Сам я не «террорист» уже по тому одному, что «литератор». Как человек, я содрогнусь при известии об убийстве любого из вреднейших государственных животных, будь то Плеве, Трепов или Игнатьев. И, однако, так сильно озлобление (коллективное) и так чудовищно неравенство положений – что я действительно не осужу террора сейчас. Ведь именно «литератор» есть человек той породы, которой суждено всегда от рожденья до смерти волноваться, ярко отпечатлевать в своей душе и в своих книгах все острые углы и бросаемые ими тени. Для писателя – мир должен быть обнажен и бесстыдно ярок. Таков он для Толстого и для Достоевского. Оттого – нет ни минуты покоя, вечно на первом плане – «раздражительная способность жить высшими интересами» (слова Ап. Григорьева). Ничего «утомительнее» писательской жизни и быть не может. Теперь: как осужу я террор, когда вижу ясно, как при свете огромного тропического солнца, что: 1) революционеры, о которых стоит говорить (а таких – десятки), убивают, как истинные герои, с сияньем мученической правды на лице (прочтите, например, 7-ю книжку «Былого», недавно вышедшую за границей, – о Каляеве), без малейшей корысти, без малейшей надежды на спасение от пыток, каторги и казни, 2) что правительство, старчески позевывая, равнодушным манием жирных пальцев, чавкая азефовскими губами, посылает своих несчастных агентов, ни в чем не повинных и падающих в обморок офицериков, не могущих, как нервная барышня… из Медицинского института, видеть крови, бледнеющих солдат и геморроидальных «чинов гражданского ведомства» – посылает «расстрелять», «повесить», «присутствовать при исполнении смертного приговора».
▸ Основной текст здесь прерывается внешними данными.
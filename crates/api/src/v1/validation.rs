//! Strict request validation: DTOs collapse into the typed requests of the
//! query core, and unknown enum strings are terminal errors.

use crate::v1::types::{
    CallGraphRequestDto, FileOutlineRequestDto, ManageIndexRequestDto, SearchCodebaseRequestDto,
};
use satori_app::{
    CallGraphRequest, Direction, FileOutlineRequest, ManageAction, ManageRequest, ResolveMode,
    SearchRequest, SymbolRef,
};
use satori_domain::{GroupBy, LineSpan, RankingMode, ResultMode, SearchScope};
use satori_shared::{ErrorCode, ErrorEnvelope};
use std::fmt;
use std::path::PathBuf;

const DEFAULT_SEARCH_LIMIT: u32 = 10;
const MAX_SEARCH_LIMIT: u32 = 50;
const DEFAULT_OUTLINE_SYMBOLS: u32 = 100;
const DEFAULT_GRAPH_DEPTH: u32 = 1;
const DEFAULT_GRAPH_LIMIT: u32 = 25;

/// Typed validation failures for tool requests.
#[derive(Debug, Clone, PartialEq, Eq)]
pub enum RequestValidationError {
    /// A required string field is empty.
    EmptyField {
        /// Field name as it appears on the wire.
        field: &'static str,
    },
    /// An enum field holds an unknown string.
    UnknownEnumValue {
        /// Field name as it appears on the wire.
        field: &'static str,
        /// Offending value.
        value: String,
    },
    /// A numeric field is out of range.
    OutOfRange {
        /// Field name as it appears on the wire.
        field: &'static str,
        /// Offending value.
        value: u32,
    },
    /// The request body failed to deserialize.
    Malformed {
        /// Deserializer message.
        detail: String,
    },
}

impl fmt::Display for RequestValidationError {
    fn fmt(&self, formatter: &mut fmt::Formatter<'_>) -> fmt::Result {
        match self {
            Self::EmptyField { field } => write!(formatter, "{field} must be non-empty"),
            Self::UnknownEnumValue { field, value } => {
                write!(formatter, "{field} holds an unknown value: {value}")
            },
            Self::OutOfRange { field, value } => {
                write!(formatter, "{field} is out of range: {value}")
            },
            Self::Malformed { detail } => write!(formatter, "malformed request: {detail}"),
        }
    }
}

impl std::error::Error for RequestValidationError {}

impl From<RequestValidationError> for ErrorEnvelope {
    fn from(error: RequestValidationError) -> Self {
        Self::expected(ErrorCode::new("api", "invalid_request"), error.to_string())
    }
}

fn required(field: &'static str, value: &str) -> Result<String, RequestValidationError> {
    let trimmed = value.trim();
    if trimmed.is_empty() {
        return Err(RequestValidationError::EmptyField { field });
    }
    Ok(trimmed.to_owned())
}

fn parse_enum<T>(
    field: &'static str,
    value: Option<&str>,
    default: T,
    parse: impl Fn(&str) -> Option<T>,
) -> Result<T, RequestValidationError> {
    match value.map(str::trim) {
        None | Some("") => Ok(default),
        Some(raw) => parse(raw).ok_or_else(|| RequestValidationError::UnknownEnumValue {
            field,
            value: raw.to_owned(),
        }),
    }
}

/// Validate a `manage_index` request.
pub fn validate_manage_index(
    dto: &ManageIndexRequestDto,
) -> Result<ManageRequest, RequestValidationError> {
    let action = match dto.action.trim() {
        "create" => ManageAction::Create,
        "reindex" => ManageAction::Reindex,
        "sync" => ManageAction::Sync,
        "clear" => ManageAction::Clear,
        "status" => ManageAction::Status,
        other => {
            return Err(RequestValidationError::UnknownEnumValue {
                field: "action",
                value: other.to_owned(),
            });
        },
    };

    let path = required("path", &dto.path)?;

    Ok(ManageRequest {
        action,
        path: PathBuf::from(path),
        force: dto.force.unwrap_or(false),
        zilliz_drop_collection: dto
            .zilliz_drop_collection
            .as_deref()
            .map(str::trim)
            .filter(|name| !name.is_empty())
            .map(str::to_owned),
        custom_extensions: collect_trimmed(dto.custom_extensions.as_deref()),
        ignore_patterns: collect_trimmed(dto.ignore_patterns.as_deref()),
    })
}

/// Validate a `search_codebase` request.
pub fn validate_search_codebase(
    dto: &SearchCodebaseRequestDto,
) -> Result<SearchRequest, RequestValidationError> {
    let path = required("path", &dto.path)?;
    let query = required("query", &dto.query)?;

    let scope = parse_enum("scope", dto.scope.as_deref(), SearchScope::Mixed, |raw| {
        match raw {
            "runtime" => Some(SearchScope::Runtime),
            "mixed" => Some(SearchScope::Mixed),
            "docs" => Some(SearchScope::Docs),
            _ => None,
        }
    })?;
    let result_mode = parse_enum(
        "resultMode",
        dto.result_mode.as_deref(),
        ResultMode::Grouped,
        |raw| match raw {
            "grouped" => Some(ResultMode::Grouped),
            "raw" => Some(ResultMode::Raw),
            _ => None,
        },
    )?;
    let group_by = parse_enum("groupBy", dto.group_by.as_deref(), GroupBy::Symbol, |raw| {
        match raw {
            "symbol" => Some(GroupBy::Symbol),
            "file" => Some(GroupBy::File),
            _ => None,
        }
    })?;
    let ranking_mode = parse_enum(
        "rankingMode",
        dto.ranking_mode.as_deref(),
        RankingMode::Default,
        |raw| match raw {
            "default" => Some(RankingMode::Default),
            "auto_changed_first" => Some(RankingMode::AutoChangedFirst),
            _ => None,
        },
    )?;

    let limit = dto.limit.unwrap_or(DEFAULT_SEARCH_LIMIT);
    if limit == 0 || limit > MAX_SEARCH_LIMIT {
        return Err(RequestValidationError::OutOfRange {
            field: "limit",
            value: limit,
        });
    }

    Ok(SearchRequest {
        path: PathBuf::from(path),
        query,
        scope,
        result_mode,
        group_by,
        ranking_mode,
        limit,
        debug: dto.debug.unwrap_or(false),
    })
}

/// Validate a `file_outline` request.
pub fn validate_file_outline(
    dto: &FileOutlineRequestDto,
) -> Result<FileOutlineRequest, RequestValidationError> {
    let path = required("path", &dto.path)?;
    let file = required("file", &dto.file)?;

    let resolve_mode = parse_enum(
        "resolveMode",
        dto.resolve_mode.as_deref(),
        ResolveMode::Outline,
        |raw| match raw {
            "outline" => Some(ResolveMode::Outline),
            "exact" => Some(ResolveMode::Exact),
            _ => None,
        },
    )?;

    if let (Some(start), Some(end)) = (dto.start_line, dto.end_line)
        && (start == 0 || start > end)
    {
        return Err(RequestValidationError::OutOfRange {
            field: "startLine",
            value: start,
        });
    }

    Ok(FileOutlineRequest {
        path: PathBuf::from(path),
        file: file.into_boxed_str(),
        start_line: dto.start_line,
        end_line: dto.end_line,
        resolve_mode,
        symbol_id_exact: non_empty_boxed(dto.symbol_id_exact.as_deref()),
        symbol_label_exact: non_empty_boxed(dto.symbol_label_exact.as_deref()),
        limit_symbols: dto.limit_symbols.unwrap_or(DEFAULT_OUTLINE_SYMBOLS).max(1),
    })
}

/// Validate a `call_graph` request.
pub fn validate_call_graph(
    dto: &CallGraphRequestDto,
) -> Result<CallGraphRequest, RequestValidationError> {
    let path = required("path", &dto.path)?;
    let file = required("symbolRef.file", &dto.symbol_ref.file)?;
    let symbol_id = required("symbolRef.symbolId", &dto.symbol_ref.symbol_id)?;

    let direction = parse_enum(
        "direction",
        dto.direction.as_deref(),
        Direction::Both,
        |raw| match raw {
            "callers" => Some(Direction::Callers),
            "callees" => Some(Direction::Callees),
            "both" => Some(Direction::Both),
            _ => None,
        },
    )?;

    let depth = dto.depth.unwrap_or(DEFAULT_GRAPH_DEPTH);
    if !(1..=satori_domain::CALL_GRAPH_MAX_DEPTH).contains(&depth) {
        return Err(RequestValidationError::OutOfRange {
            field: "depth",
            value: depth,
        });
    }

    let span = match dto.symbol_ref.span {
        None => None,
        Some([start, end]) => Some(LineSpan::new(start, end).map_err(|_| {
            RequestValidationError::OutOfRange {
                field: "symbolRef.span",
                value: start,
            }
        })?),
    };

    Ok(CallGraphRequest {
        path: PathBuf::from(path),
        symbol_ref: SymbolRef {
            file: file.into_boxed_str(),
            symbol_id: symbol_id.into_boxed_str(),
            symbol_label: non_empty_boxed(dto.symbol_ref.symbol_label.as_deref()),
            span,
        },
        direction,
        depth,
        limit: dto.limit.unwrap_or(DEFAULT_GRAPH_LIMIT).max(1),
    })
}

fn collect_trimmed(values: Option<&[String]>) -> Vec<Box<str>> {
    values
        .unwrap_or_default()
        .iter()
        .map(|value| value.trim())
        .filter(|value| !value.is_empty())
        .map(Box::from)
        .collect()
}

fn non_empty_boxed(value: Option<&str>) -> Option<Box<str>> {
    value
        .map(str::trim)
        .filter(|value| !value.is_empty())
        .map(Box::from)
}

#[cfg(test)]
mod tests {
    use super::*;

    fn search_dto() -> SearchCodebaseRequestDto {
        SearchCodebaseRequestDto {
            path: "/repo".to_owned(),
            query: "run".to_owned(),
            scope: Some("runtime".to_owned()),
            result_mode: Some("grouped".to_owned()),
            group_by: Some("symbol".to_owned()),
            ranking_mode: Some("auto_changed_first".to_owned()),
            limit: Some(5),
            debug: None,
        }
    }

    #[test]
    fn valid_search_request_collapses_to_typed_enums() -> Result<(), RequestValidationError> {
        let request = validate_search_codebase(&search_dto())?;
        assert_eq!(request.scope, SearchScope::Runtime);
        assert_eq!(request.ranking_mode, RankingMode::AutoChangedFirst);
        assert_eq!(request.limit, 5);
        Ok(())
    }

    #[test]
    fn unknown_enum_strings_fail_validation() {
        let mut dto = search_dto();
        dto.scope = Some("everything".to_owned());
        assert!(matches!(
            validate_search_codebase(&dto),
            Err(RequestValidationError::UnknownEnumValue { field: "scope", .. })
        ));
    }

    #[test]
    fn absent_enums_take_defaults() -> Result<(), RequestValidationError> {
        let dto = SearchCodebaseRequestDto {
            scope: None,
            result_mode: None,
            group_by: None,
            ranking_mode: None,
            limit: None,
            ..search_dto()
        };
        let request = validate_search_codebase(&dto)?;
        assert_eq!(request.scope, SearchScope::Mixed);
        assert_eq!(request.limit, DEFAULT_SEARCH_LIMIT);
        Ok(())
    }

    #[test]
    fn zero_and_oversized_limits_are_rejected() {
        for limit in [0, MAX_SEARCH_LIMIT + 1] {
            let mut dto = search_dto();
            dto.limit = Some(limit);
            assert!(matches!(
                validate_search_codebase(&dto),
                Err(RequestValidationError::OutOfRange { field: "limit", .. })
            ));
        }
    }

    #[test]
    fn empty_required_fields_are_rejected() {
        let mut dto = search_dto();
        dto.query = "   ".to_owned();
        assert!(matches!(
            validate_search_codebase(&dto),
            Err(RequestValidationError::EmptyField { field: "query" })
        ));
    }

    #[test]
    fn unknown_manage_actions_are_rejected() {
        let dto = ManageIndexRequestDto {
            action: "rebuild".to_owned(),
            path: "/repo".to_owned(),
            force: None,
            zilliz_drop_collection: None,
            custom_extensions: None,
            ignore_patterns: None,
        };
        assert!(matches!(
            validate_manage_index(&dto),
            Err(RequestValidationError::UnknownEnumValue { field: "action", .. })
        ));
    }

    #[test]
    fn call_graph_depth_is_bounded() {
        let dto = CallGraphRequestDto {
            path: "/repo".to_owned(),
            symbol_ref: crate::v1::types::SymbolRefDto {
                file: "src/a.ts".to_owned(),
                symbol_id: "sym_a".to_owned(),
                symbol_label: None,
                span: None,
            },
            direction: Some("both".to_owned()),
            depth: Some(4),
            limit: None,
        };
        assert!(matches!(
            validate_call_graph(&dto),
            Err(RequestValidationError::OutOfRange { field: "depth", .. })
        ));
    }

    #[test]
    fn unknown_request_fields_fail_deserialization() {
        let raw = serde_json::json!({
            "path": "/repo",
            "query": "run",
            "surprise": true
        });
        let parsed: Result<SearchCodebaseRequestDto, _> = serde_json::from_value(raw);
        assert!(parsed.is_err());
    }

    #[test]
    fn outline_window_must_be_ordered() {
        let dto = FileOutlineRequestDto {
            path: "/repo".to_owned(),
            file: "src/a.ts".to_owned(),
            start_line: Some(10),
            end_line: Some(5),
            resolve_mode: None,
            symbol_id_exact: None,
            symbol_label_exact: None,
            limit_symbols: None,
        };
        assert!(validate_file_outline(&dto).is_err());
    }
}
Ведь правда всегда на стороне «юности», что красноречиво подтверждали и Вы своими сочинениями всегда. Современная русская государственная машина есть, конечно, гнусная, слюнявая, вонючая старость, семидесятилетний сифилитик, который пожатием руки заражает здоровую юношескую руку. Революция русская в ее лучших представителях – юность с нимбом вокруг лица. Пускай даже она не созрела, пускай часто отрочески не мудра, – завтра возмужает. Ведь это ясно, как божий день.